Z kobietami rzecz nie przedstawia się tak prosto - jeśli kobieta jest na tyle młoda, że mieszka jeszcze "w domu swego ojca", a ojciec usłyszy podjęte przez nią zobowiązanie i nie wyrazi sprzeciwu, jej zobowiązanie pozostaje ważne. Jeżeli natomiast ojciec wyrazi głośno swoje obiekcje, zobowiązanie może być anulowane: "Wiekuisty jej odpuści, gdyż jej ojciec się sprzeciwił" (30,6). Podobnie jeśli kobieta jest zamężna - gdy mąż nie wyraża obiekcji, jej śluby są ważne, jeśli zaś "sprzeciwi się jej w dniu, gdy usłyszy o tym", jej ślub jest unieważniony.

Zupełnie inaczej w przypadku wdów i rozwódek - jeśli złożą Bogu zobowiązanie wstrzemięźliwości, muszą zobowiązania dotrzymać. "To są przepisy, które nadał Wiekuisty Mojżeszowi, dotyczące spraw między mężem a jego żoną, między ojcem a jego córką jeszcze niezamężną, gdy w swojej młodości przebywała w domu swego ojca" (30,17).

Średniowieczny komentator Raszi jest zdania, że sformułowanie "w swojej młodości" (właściwie powinno być: "ze względu na swój młody wiek") wyłącza z przepisu zarówno bardzo młode dziewczęta - jako że ich zobowiązania w ogóle nie mają mocy wiążącej - jak i dziewczyny, która już osiągnęła wiek dojrzałości. A zatem dorosła kobieta nie podlega prawnej kontroli ze strony swego ojca, nawet jeśli mieszka w jego domu, a ojciec nie może anulować jej zobowiązania wstrzemięźliwości.

Co wynika z tego przepisu? Przede wszystkim to, że kobieta mogła na własną rękę i z własnej woli złożyć np. nazyrejskie śluby czystości. I w tym była autonomiczna.
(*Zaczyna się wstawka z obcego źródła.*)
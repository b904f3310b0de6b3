//! Completions command.
//!
//! Generates shell completion scripts for bash, zsh, fish, and PowerShell.

use clap::CommandFactory;
use clap_complete::{generate, Shell as CompletionShell};

use crate::cli::{Cli, Shell};
use crate::error::Result;

/// Generate shell completions.
pub fn execute(shell: Shell) -> Result<()> {
    let mut cmd = Cli::command();
    let shell = match shell {
        Shell::Bash => CompletionShell::Bash,
        Shell::Zsh => CompletionShell::Zsh,
        Shell::Fish => CompletionShell::Fish,
        Shell::PowerShell => CompletionShell::PowerShell,
    };

    generate(shell, &mut cmd, "keyfob", &mut std::io::stdout());
    Ok(())
}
Natomiast - zgodnie z właściwym dla owego czasu rozumieniem relacji między ojcem a córką i między mężem a żoną - mężczyzna miał nad kobietą władzę. Władza ta została zresztą złagodzona przez późniejsze przepisy rabiniczne: jeśli mąż podejmie zobowiązanie, które na dłużej zakłóca wygodę żony (np. nie może ona spożywać pewnych pokarmów lub nosić klejnotów czy też odwiedzać rodzinę) - powinien umożliwić jej rozwód (jeśli ona tego pragnie), gdyż jego działania czynią jej życie niekomfortowym.

Ciekawe, że czytanie nic nie mówi o kobietach, które nie wyszły za mąż. Czyżby było ich tak niewiele, że nie warto formułować dla nich przepisu?

W kolejnym czytaniu powraca sprawa pięciu córek Selofchada, które wywalczyły sobie prawo do dziedziczenia ziemi po zmarłym ojcu. Teraz jednak następują pewne uściślenia - głos zabierają "naczelnicy rodów z rodziny synów Gileada, syna Machira, syna Manassesa z rodziny synów Józefa" (36,1). Obawiają się, że jeśli córki Selofchada wyjdą za mąż poza swoim plemieniem, ziemia "podąży" za nimi, a wobec tego dziedzictwo plemienne zostanie uszczuplone. Wiekuisty uznał tę rację i nakazał modyfikację prawa - niechaj wychodzą za mąż za kogo chcą, ale tylko w obrębie swojego plemienia. Dziewczęta usłuchały - wyszły za mąż za synów swoich stryjów.

Na pierwszy rzut oka widać, że ich świeżo nabyte prawo zostało poważnie ograniczone. No cóż, jak - o wiele później powiedział Hegel - wolność to zrozumiana konieczność. Jednak i tak córki Selofchada ostatecznie zyskały. Gdyby się nie upomniały o swoje dziedzictwo, nie miałyby nic. A wraz z nimi pozostałaby cała kategoria wykluczonych - sierot (dziewcząt i kobiet) pozbawionych dziedzictwa.

I czy nie jest tak, że oba te fragmenty dotyczące kobiet regulują w istocie współżycie społeczne - z czegoś trzeba przecież niekiedy zrezygnować dla dobra rodziny, gminy, społeczności. Ale do dziś jest tak, że tymi rezygnującymi są na ogół kobiety.